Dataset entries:

mod compression;
mod config;
mod semver_cmd;
mod tar;

use config::GcacheConfig;

use anyhow::Result;
use clap::{Parser, Subcommand};
use std::process::ExitCode;

#[derive(Parser, Debug)]
#[command(name = "gcache")]
#[command(about = "Cache build paths as tar archives, choosing gzip or zstd")]
#[command(version)]
struct Args {
    #[command(subcommand)]
    command: Commands,

    /// Show debug output (RUST_LOG takes precedence)
    #[arg(short = 'v', long, global = true)]
    verbose: bool,
}

#[derive(Subcommand, Debug)]
enum Commands {
    /// Print, filter, sort and increment semantic versions
    Semver(semver_cmd::SemverArgs),

    /// Show which compression method archives would use
    Compression(compression::CompressionArgs),

    /// Create or extract cache archives
    Tar {
        #[command(subcommand)]
        command: tar::TarCommands,
    },
}

fn init_logger(verbose: bool) {
    let default_filter = if verbose { "debug" } else { "warn" };
    env_logger::Builder::from_env(env_logger::Env::default().default_filter_or(default_filter))
        .format_timestamp(None)
        .init();
}

fn run() -> Result<i32> {
    let args = Args::parse();
    init_logger(args.verbose);

    // Load gcache.toml config if present
    let config = GcacheConfig::load_from_cwd()?.unwrap_or_default();

    match args.command {
        Commands::Semver(semver_args) => semver_cmd::execute(semver_args, &config),
        Commands::Compression(compression_args) => compression::execute(compression_args, &config),
        Commands::Tar { command } => tar::execute(command, &config),
    }
}

fn main() -> ExitCode {
    match run() {
        Ok(code) => ExitCode::from(code as u8),
        Err(e) => {
            eprintln!("Error: {}", e);
            // Print the error chain for debugging
            for cause in e.chain().skip(1) {
                eprintln!("  Caused by: {}", cause);
            }
            ExitCode::FAILURE
        }
    }
}
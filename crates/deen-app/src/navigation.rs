/// Back/forward history of search terms. The current entry is the
/// location the controller searches for once it is ready.
#[derive(Debug, Default)]
pub struct Navigator {
    history: Vec<String>,
    cursor: Option<usize>,
}

impl Navigator {
    pub fn new() -> Self {
        Self::default()
    }

    pub fn current(&self) -> Option<&str> {
        self.cursor.map(|i| self.history[i].as_str())
    }

    /// Push a new location, dropping any forward history. Returns false if
    /// `term` already is the current location.
    pub fn navigate(&mut self, term: &str) -> bool {
        if self.current() == Some(term) {
            return false;
        }
        if let Some(i) = self.cursor {
            self.history.truncate(i + 1);
        }
        self.history.push(term.to_string());
        self.cursor = Some(self.history.len() - 1);
        true
    }

    pub fn back(&mut self) -> Option<&str> {
        match self.cursor {
            Some(i) if i > 0 => {
                self.cursor = Some(i - 1);
                self.current()
            }
            _ => None,
        }
    }

    pub fn forward(&mut self) -> Option<&str> {
        match self.cursor {
            Some(i) if i + 1 < self.history.len() => {
                self.cursor = Some(i + 1);
                self.current()
            }
            _ => None,
        }
    }
}

#[cfg(test)]
mod tests {
    use super::*;

    #[test]
    fn test_back_and_forward() {
        let mut nav = Navigator::new();
        assert_eq!(nav.current(), None);
        assert_eq!(nav.back(), None);

        assert!(nav.navigate("Hund"));
        assert!(nav.navigate("Katze"));
        assert!(!nav.navigate("Katze"));
        assert!(nav.navigate("Maus"));

        assert_eq!(nav.back(), Some("Katze"));
        assert_eq!(nav.back(), Some("Hund"));
        assert_eq!(nav.back(), None);
        assert_eq!(nav.forward(), Some("Katze"));
        assert_eq!(nav.current(), Some("Katze"));
    }

    #[test]
    fn test_navigate_drops_forward_history() {
        let mut nav = Navigator::new();
        nav.navigate("Hund");
        nav.navigate("Katze");
        nav.back();
        nav.navigate("Vogel");

        assert_eq!(nav.forward(), None);
        assert_eq!(nav.back(), Some("Hund"));
        assert_eq!(nav.forward(), Some("Vogel"));
    }
}
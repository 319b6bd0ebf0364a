use std::borrow::Cow;
use std::sync::LazyLock;

use deen_core::Dictionary;
use deen_core::line::count_entries;
use deen_types::DictStats;
use regex::Regex;

use crate::error::LoadError;

static STATS_COMMENT: LazyLock<Regex> = LazyLock::new(|| {
    Regex::new(
        r"Stats:\s*([\d,]+)\s+entries\s*\(\s*([\d,]+)\s+main\s*\+\s*([\d,]+)\s+additional\s*,\s*([\d,]+)\s+1:1\s+translations\s*\)",
    )
    .expect("stats comment regex is valid")
});

/// Counts announced by the dictionary's header comment
#[derive(Debug, Clone, Copy, PartialEq, Eq)]
pub struct DeclaredStats {
    pub entries: usize,
    pub main: usize,
    pub additional: usize,
    pub one_to_one: usize,
}

pub fn parse_stats_comment(line: &str) -> Option<DeclaredStats> {
    let caps = STATS_COMMENT.captures(line)?;
    let number = |i: usize| caps.get(i)?.as_str().replace(',', "").parse::<usize>().ok();
    Some(DeclaredStats {
        entries: number(1)?,
        main: number(2)?,
        additional: number(3)?,
        one_to_one: number(4)?,
    })
}

/// Repair C1 control characters left over from a CP1252 conversion
pub fn fix_cp1252_leftovers(text: &str) -> Cow<'_, str> {
    if text.contains(['\u{92}', '\u{96}']) {
        Cow::Owned(text.replace('\u{92}', "\u{2019}").replace('\u{96}', "\u{2013}"))
    } else {
        Cow::Borrowed(text)
    }
}

/// Split on CRLF, LF or lone CR
pub fn raw_lines(text: &str) -> impl Iterator<Item = &str> {
    text.split('\n').flat_map(|line| {
        let line = line.strip_suffix('\r').unwrap_or(line);
        line.split('\r')
    })
}

/// Turn decompressed dictionary text into a [`Dictionary`].
///
/// Blank lines and `#` comments are dropped. The header's 1:1 translation
/// count is kept only when its other counts agree with what was parsed.
pub fn parse_dictionary(text: &str, stats_scan_lines: usize) -> Result<Dictionary, LoadError> {
    let text = fix_cp1252_leftovers(text);
    let mut declared = None;
    let mut lines = Vec::new();

    for (i, raw) in raw_lines(&text).enumerate() {
        let line = raw.trim();
        if line.is_empty() {
            continue;
        }
        if line.starts_with('#') {
            if declared.is_none() && i < stats_scan_lines {
                declared = parse_stats_comment(line);
            }
            continue;
        }
        lines.push(line.to_string());
    }

    if lines.len() <= 1 {
        return Err(LoadError::TooFewLines(lines.len()));
    }

    let entries = count_entries(&lines);
    let one_to_one = declared.and_then(|d| {
        let consistent =
            d.entries == entries && d.main == lines.len() && d.main + d.additional == d.entries;
        if consistent {
            Some(d.one_to_one)
        } else {
            tracing::warn!(
                "Ignoring header stats {:?}, parsed {} lines with {} entries",
                d,
                lines.len(),
                entries
            );
            None
        }
    });

    tracing::debug!("Parsed {} lines, {} entries", lines.len(), entries);
    let stats = DictStats {
        lines: lines.len(),
        entries,
        one_to_one,
    };
    Ok(Dictionary::new(lines, stats))
}
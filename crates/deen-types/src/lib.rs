pub mod types;
pub mod wire;

pub use types::*;
pub use wire::ProtocolError;
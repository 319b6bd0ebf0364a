use crate::equiv::{self, Equivalences, WILDCARD};

/// Non-greedy "anything" used for wildcards
const ANY: &str = ".*?";

/// Regex sources for one search term.
///
/// Neither contains anchors or capturing groups: callers splice them into
/// larger expressions and reuse `loose` for highlighting.
#[derive(Debug, Clone, Default, PartialEq, Eq)]
pub struct SearchPattern {
    /// Only metacharacters escaped; used to reward exact matches
    pub strict: String,
    /// Equivalences and wildcards expanded; used for matching
    pub loose: String,
}

/// Build the search pattern for a term cleaned with `clean_search_term`
pub fn make_search_pattern(what: &str) -> SearchPattern {
    make_search_pattern_with(equiv::builtin(), what)
}

pub fn make_search_pattern_with(equivalences: &Equivalences, what: &str) -> SearchPattern {
    let mut tokens = equivalences.tokenize(what);
    // a run of wildcards acts as one
    tokens.dedup_by(|a, b| *a == WILDCARD && *b == WILDCARD);
    let last = tokens.len().saturating_sub(1);

    let mut pattern = SearchPattern::default();
    for (i, token) in tokens.iter().copied().enumerate() {
        if token == WILDCARD {
            // without anchors a leading or trailing wildcard matches nothing extra
            if i == 0 || i == last {
                continue;
            }
            pattern.strict.push_str(ANY);
            pattern.loose.push_str(ANY);
            continue;
        }

        let escaped = regex::escape(token);
        match equivalences.replacement(token) {
            Some(fragment) => pattern.loose.push_str(fragment),
            None => pattern.loose.push_str(&escaped),
        }
        pattern.strict.push_str(&escaped);
    }
    pattern
}

#[cfg(test)]
mod tests {
    use super::*;
    use regex::RegexBuilder;

    fn loose_matches(term: &str, line: &str) -> bool {
        let pat = make_search_pattern(term);
        RegexBuilder::new(&pat.loose)
            .case_insensitive(true)
            .build()
            .unwrap()
            .is_match(line)
    }

    /// True if `pat` contains `c` outside of an escape sequence
    fn has_unescaped(pat: &str, c: char) -> bool {
        let mut escaped = false;
        for ch in pat.chars() {
            if escaped {
                escaped = false;
            } else if ch == '\\' {
                escaped = true;
            } else if ch == c {
                return true;
            }
        }
        false
    }

    /// True if `pat` opens a group that is not `(?:`
    fn has_capturing_group(pat: &str) -> bool {
        let chars: Vec<char> = pat.chars().collect();
        let mut escaped = false;
        for (i, ch) in chars.iter().enumerate() {
            if escaped {
                escaped = false;
            } else if *ch == '\\' {
                escaped = true;
            } else if *ch == '(' && chars.get(i + 1) != Some(&'?') {
                return true;
            }
        }
        false
    }

    #[test]
    fn test_empty_term() {
        assert_eq!(make_search_pattern(""), SearchPattern::default());
    }

    #[test]
    fn test_no_anchors_or_groups() {
        for term in [
            "Haus",
            "^start$",
            "(c) 1/2",
            "a|b",
            "[x]{2}",
            "foo*bar",
            "Straße",
            "to run",
            "lambda...",
            "\\d+",
            "Ähre (f)",
        ] {
            let pat = make_search_pattern(term);
            for src in [&pat.strict, &pat.loose] {
                assert!(!has_unescaped(src, '^'), "{term:?} -> {src}");
                assert!(!has_unescaped(src, '$'), "{term:?} -> {src}");
                assert!(!has_capturing_group(src), "{term:?} -> {src}");
            }
        }
    }

    #[test]
    fn test_deterministic() {
        assert_eq!(make_search_pattern("Grüße*x"), make_search_pattern("Grüße*x"));
    }

    #[test]
    fn test_strict_is_literal() {
        let pat = make_search_pattern("a.b");
        assert_eq!(pat.strict, r"a\.b");
        assert_eq!(pat.loose, r"[aàáâãäå]\.b");
    }

    #[test]
    fn test_equivalence_symmetry() {
        assert!(loose_matches("Strasse", "Straße {f} :: street"));
        assert!(loose_matches("Straße", "Strasse :: street"));
        assert!(loose_matches("Mueller", "Müller {m} :: miller"));
        assert!(loose_matches("m2", "m² :: square metre"));
        assert!(!loose_matches("Strasse", "Strand :: beach"));
    }

    #[test]
    fn test_wildcards() {
        assert!(loose_matches("foo*bar", "foobar"));
        assert!(loose_matches("foo*bar", "foo xyz bar"));
        assert!(!loose_matches("foo*bar", "bar foo"));

        assert_eq!(make_search_pattern("foo**bar"), make_search_pattern("foo*bar"));
        assert_eq!(make_search_pattern("*foo"), make_search_pattern("foo"));
        assert_eq!(make_search_pattern("foo*"), make_search_pattern("foo"));
        assert_eq!(make_search_pattern("foo**"), make_search_pattern("foo"));
        assert_eq!(make_search_pattern("**foo"), make_search_pattern("foo"));
        assert_eq!(make_search_pattern("foo**bar").strict, "foo.*?bar");
        assert_eq!(make_search_pattern("***"), SearchPattern::default());

        let pat = make_search_pattern("foo*bar");
        assert!(pat.strict.contains(".*?"));
    }
}
use std::time::Duration;

use bytes::Bytes;
use futures_util::StreamExt;
use futures_util::stream::{self, BoxStream};

use crate::error::FetchError;

/// Size of the slices a buffered body is replayed in, so progress can be reported
const REPLAY_CHUNK: usize = 64 * 1024;

pub type BodyStream = BoxStream<'static, Result<Bytes, FetchError>>;

/// A response body that arrives in chunks
pub struct Response {
    /// Declared size of the body, if the source knows it
    pub content_length: Option<u64>,
    pub body: BodyStream,
}

impl Response {
    /// Replay an in-memory body, e.g. one read from the cache
    pub fn from_bytes(body: Bytes) -> Self {
        let len = body.len();
        let chunks: Vec<Result<Bytes, FetchError>> = (0..len)
            .step_by(REPLAY_CHUNK)
            .map(|start| Ok(body.slice(start..len.min(start + REPLAY_CHUNK))))
            .collect();
        Self {
            content_length: Some(len as u64),
            body: stream::iter(chunks).boxed(),
        }
    }

    /// Read the whole body
    pub async fn collect(mut self) -> Result<Bytes, FetchError> {
        let mut buf = Vec::with_capacity(self.content_length.unwrap_or(0) as usize);
        while let Some(chunk) = self.body.next().await {
            buf.extend_from_slice(&chunk?);
        }
        Ok(Bytes::from(buf))
    }
}

/// Where the dictionary and its version marker come from
#[async_trait::async_trait]
pub trait RemoteSource: Send + Sync {
    /// Start fetching a resource, bypassing any cache
    async fn fetch(&self, url: &str) -> Result<Response, FetchError>;
}

/// Fetches over HTTP(S)
#[derive(Clone)]
pub struct HttpSource {
    client: reqwest::Client,
}

impl HttpSource {
    pub fn new(timeout: Duration) -> Result<Self, FetchError> {
        let client = reqwest::Client::builder().timeout(timeout).build()?;
        Ok(Self { client })
    }
}

#[async_trait::async_trait]
impl RemoteSource for HttpSource {
    async fn fetch(&self, url: &str) -> Result<Response, FetchError> {
        let response = self.client.get(url).send().await?;
        let status = response.status();
        if !status.is_success() {
            return Err(FetchError::Status {
                url: url.to_string(),
                status: status.as_u16(),
            });
        }
        tracing::debug!("{} {}", url, status);

        let content_length = response.content_length();
        let body = response
            .bytes_stream()
            .map(|chunk| chunk.map_err(FetchError::from))
            .boxed();
        Ok(Response {
            content_length,
            body,
        })
    }
}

EXERCISE: Look through the records above and please copy every line in which the string "collect" occurs.

YOUR SOLUTION:
        let chars: Vec<char> = pat.chars().collect();
            .collect();
    pub async fn collect(mut self) -> Result<Bytes, FetchError> {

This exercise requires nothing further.